The tweet was one of many showing children drawing pictures of pollution and environmental damage. Twitter users accused the school of ‘indoctrination’. The video has since been deleted and the school has made its Twitter account private

Sadly, this kind of overt politicisation of the classroom is all too common today. Environmentalism has been a feature of education for the past two decades. In 2000, the National Curriculum was revised to make teaching sustainable development compulsory in geography, design and technology, science and citizenship. The National Curriculum Handbook for Teachers, published in 2004, stated that one of the aims of the curriculum was to secure children’s ‘commitment to sustainable development at a personal, local, national and global level’.

A huge chunk of the education system is thus geared towards teaching children that our current society is unsustainable and that fossil fuels are destroying the planet. It is little wonder, then, that well-meaning teachers are encouraging their pupils to ‘show their commitment’ to environmental causes through classroom demos. But we shouldn’t let the strangeness of all this escape us.
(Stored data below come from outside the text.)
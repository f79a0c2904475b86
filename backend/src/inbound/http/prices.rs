//! Price reference-data handlers.

use actix_web::{HttpResponse, get, post, put, web};
use chrono::NaiveDate;
use serde::{Deserialize, Serialize};
use tracing::info;

use crate::domain::Error;
use crate::domain::price::{Price, PriceSpec, PriceType};
use crate::inbound::http::ApiResult;
use crate::inbound::http::auth::{AuthContext, current_user, require_admin};
use crate::inbound::http::error::map_price_store_error;
use crate::inbound::http::state::HttpState;
use crate::inbound::http::validation::{FieldName, map_price_spec_error, parse_date};

/// Wire form of a price entry.
#[derive(Debug, Clone, Serialize, Deserialize, utoipa::ToSchema)]
#[serde(rename_all = "camelCase")]
pub struct PriceDto {
    pub id: i64,
    pub price_value: f64,
    pub price_type: String,
    pub start_time: NaiveDate,
    pub is_active: bool,
}

impl From<Price> for PriceDto {
    fn from(price: Price) -> Self {
        Self {
            id: price.id,
            price_value: price.price_value,
            price_type: price.price_type.to_string(),
            start_time: price.start_time,
            is_active: price.is_active,
        }
    }
}

/// Price create/update request body. `startTime` is a YYYY-MM-DD date from
/// which the entry applies.
#[derive(Debug, Clone, Deserialize, Serialize, utoipa::ToSchema)]
#[serde(rename_all = "camelCase")]
pub struct PriceRequest {
    pub price_value: f64,
    pub price_type: String,
    pub start_time: String,
    pub is_active: bool,
}

impl PriceRequest {
    fn into_spec(self) -> Result<PriceSpec, Error> {
        let price_type = PriceType::new(self.price_type).map_err(|e| map_price_spec_error(&e))?;
        let start_time = parse_date(&self.start_time, FieldName::new("startTime"))?;
        PriceSpec::new(self.price_value, price_type, start_time, self.is_active)
            .map_err(|e| map_price_spec_error(&e))
    }
}

/// List every price entry.
#[utoipa::path(
    get,
    path = "/api/v1/prices",
    responses(
        (status = 200, description = "All price entries", body = [PriceDto]),
        (status = 401, description = "Unauthorised", body = Error)
    ),
    tags = ["prices"],
    operation_id = "listPrices"
)]
#[get("/prices")]
pub async fn list_prices(
    state: web::Data<HttpState>,
    auth: AuthContext,
) -> ApiResult<web::Json<Vec<PriceDto>>> {
    current_user(&auth, state.users.as_ref()).await?;
    let prices = state.prices.list().await.map_err(map_price_store_error)?;
    Ok(web::Json(prices.into_iter().map(PriceDto::from).collect()))
}

/// Create a price entry. Admin only.
#[utoipa::path(
    post,
    path = "/api/v1/prices/create",
    request_body = PriceRequest,
    responses(
        (status = 201, description = "Price created", body = PriceDto),
        (status = 400, description = "Invalid request", body = Error),
        (status = 401, description = "Unauthorised", body = Error),
        (status = 403, description = "Caller is not an admin", body = Error)
    ),
    tags = ["prices"],
    operation_id = "createPrice"
)]
#[post("/prices/create")]
pub async fn create_price(
    state: web::Data<HttpState>,
    auth: AuthContext,
    payload: web::Json<PriceRequest>,
) -> ApiResult<HttpResponse> {
    let admin = require_admin(&auth, state.users.as_ref()).await?;
    let spec = payload.into_inner().into_spec()?;
    let price = state
        .prices
        .create(spec)
        .await
        .map_err(map_price_store_error)?;
    info!(admin_id = %admin.id(), price_id = price.id, "price created");
    Ok(HttpResponse::Created().json(PriceDto::from(price)))
}

/// Replace a price entry. Admin only.
#[utoipa::path(
    put,
    path = "/api/v1/prices/{id}/update",
    params(("id" = i64, Path, description = "Price id")),
    request_body = PriceRequest,
    responses(
        (status = 200, description = "Price updated"),
        (status = 400, description = "Invalid request", body = Error),
        (status = 401, description = "Unauthorised", body = Error),
        (status = 403, description = "Caller is not an admin", body = Error),
        (status = 404, description = "No such price", body = Error)
    ),
    tags = ["prices"],
    operation_id = "updatePrice"
)]
#[put("/prices/{id}/update")]
pub async fn update_price(
    state: web::Data<HttpState>,
    auth: AuthContext,
    path: web::Path<i64>,
    payload: web::Json<PriceRequest>,
) -> ApiResult<HttpResponse> {
    require_admin(&auth, state.users.as_ref()).await?;
    let spec = payload.into_inner().into_spec()?;
    state
        .prices
        .update(path.into_inner(), spec)
        .await
        .map_err(map_price_store_error)?;
    Ok(HttpResponse::Ok().finish())
}

#[cfg(test)]
mod tests {
    use super::*;
    use crate::domain::ports::PriceRepository;
    use crate::test_support::TestBackend;
    use actix_web::http::StatusCode;
    use actix_web::{App, test as actix_test};
    use rstest::rstest;
    use serde_json::{Value, json};

    fn test_app(
        backend: &TestBackend,
    ) -> App<
        impl actix_web::dev::ServiceFactory<
            actix_web::dev::ServiceRequest,
            Config = (),
            Response = actix_web::dev::ServiceResponse,
            Error = actix_web::Error,
            InitError = (),
        > + use<>,
    > {
        App::new()
            .app_data(web::Data::new(backend.state()))
            .service(web::scope("/api/v1").configure(crate::inbound::http::api_services))
    }

    fn price_body() -> Value {
        json!({
            "priceValue": 17.5,
            "priceType": "SEMANA_19H30_21H00",
            "startTime": "2024-06-01",
            "isActive": true,
        })
    }

    #[actix_web::test]
    async fn create_then_update_round_trip() {
        let backend = TestBackend::new();
        let admin = backend.seed_admin().await;
        let app = actix_test::init_service(test_app(&backend)).await;

        let req = actix_test::TestRequest::post()
            .uri("/api/v1/prices/create")
            .insert_header(("Authorization", backend.bearer(&admin)))
            .set_json(price_body())
            .to_request();
        let resp = actix_test::call_service(&app, req).await;
        assert_eq!(resp.status(), StatusCode::CREATED);
        let created: Value = actix_test::read_body_json(resp).await;
        let id = created["id"].as_i64().expect("price id");
        assert_eq!(created["priceType"], "SEMANA_19H30_21H00");

        let req = actix_test::TestRequest::put()
            .uri(&format!("/api/v1/prices/{id}/update"))
            .insert_header(("Authorization", backend.bearer(&admin)))
            .set_json(json!({
                "priceValue": 12.0,
                "priceType": "FIM_SEMANA_09H00_10H30",
                "startTime": "2024-07-01",
                "isActive": false,
            }))
            .to_request();
        let resp = actix_test::call_service(&app, req).await;
        assert_eq!(resp.status(), StatusCode::OK);

        let prices = backend.prices.list().await.expect("list prices");
        assert_eq!(prices.len(), 1);
        assert_eq!(prices[0].price_type.as_ref(), "FIM_SEMANA_09H00_10H30");
        assert!(!prices[0].is_active);
    }

    #[rstest]
    #[case(json!({"priceValue": 0.0, "priceType": "SEMANA_19H30_21H00", "startTime": "2024-06-01", "isActive": true}))]
    #[case(json!({"priceValue": 10.0, "priceType": "ANYTIME", "startTime": "2024-06-01", "isActive": true}))]
    #[case(json!({"priceValue": 10.0, "priceType": "SEMANA_19H30_21H00", "startTime": "01-06-2024", "isActive": true}))]
    #[actix_web::test]
    async fn malformed_prices_are_rejected(#[case] body: Value) {
        let backend = TestBackend::new();
        let admin = backend.seed_admin().await;
        let app = actix_test::init_service(test_app(&backend)).await;

        let req = actix_test::TestRequest::post()
            .uri("/api/v1/prices/create")
            .insert_header(("Authorization", backend.bearer(&admin)))
            .set_json(body)
            .to_request();
        let resp = actix_test::call_service(&app, req).await;
        assert_eq!(resp.status(), StatusCode::BAD_REQUEST);
    }

    #[rstest]
    #[case("POST", "/api/v1/prices/create")]
    #[case("PUT", "/api/v1/prices/1/update")]
    #[actix_web::test]
    async fn mutations_are_admin_only(#[case] method: &str, #[case] uri: &str) {
        let backend = TestBackend::new();
        let rui = backend.seed_regular().await;
        let app = actix_test::init_service(test_app(&backend)).await;

        let builder = match method {
            "POST" => actix_test::TestRequest::post(),
            _ => actix_test::TestRequest::put(),
        };
        let req = builder
            .uri(uri)
            .insert_header(("Authorization", backend.bearer(&rui)))
            .set_json(price_body())
            .to_request();
        let resp = actix_test::call_service(&app, req).await;
        assert_eq!(resp.status(), StatusCode::FORBIDDEN);
    }

    #[actix_web::test]
    async fn listing_is_open_to_any_authenticated_user() {
        let backend = TestBackend::new();
        let rui = backend.seed_regular().await;
        let app = actix_test::init_service(test_app(&backend)).await;

        let req = actix_test::TestRequest::get()
            .uri("/api/v1/prices")
            .insert_header(("Authorization", backend.bearer(&rui)))
            .to_request();
        let resp = actix_test::call_service(&app, req).await;
        assert_eq!(resp.status(), StatusCode::OK);
    }
}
Most political movements aim to persuade adults to their cause. But as very few adults have been convinced to make the sacrifices demanded by environmentalists, children have instead become the focus of green campaigning. Children instinctively trust the adults around them and accept that what they are taught by teachers is true. But environmental campaigns often go further than simply informing future generations about the climate. Many initiatives urge children to use emotional pressure to change their parents’ behaviour. One example is ‘Climate Cops’, run by the energy firm npower: school pupils are given police-officer-style notebooks so that they can ‘book’ themselves, friends or family members who are caught wasting energy or performing other ‘climate-unfriendly’ actions.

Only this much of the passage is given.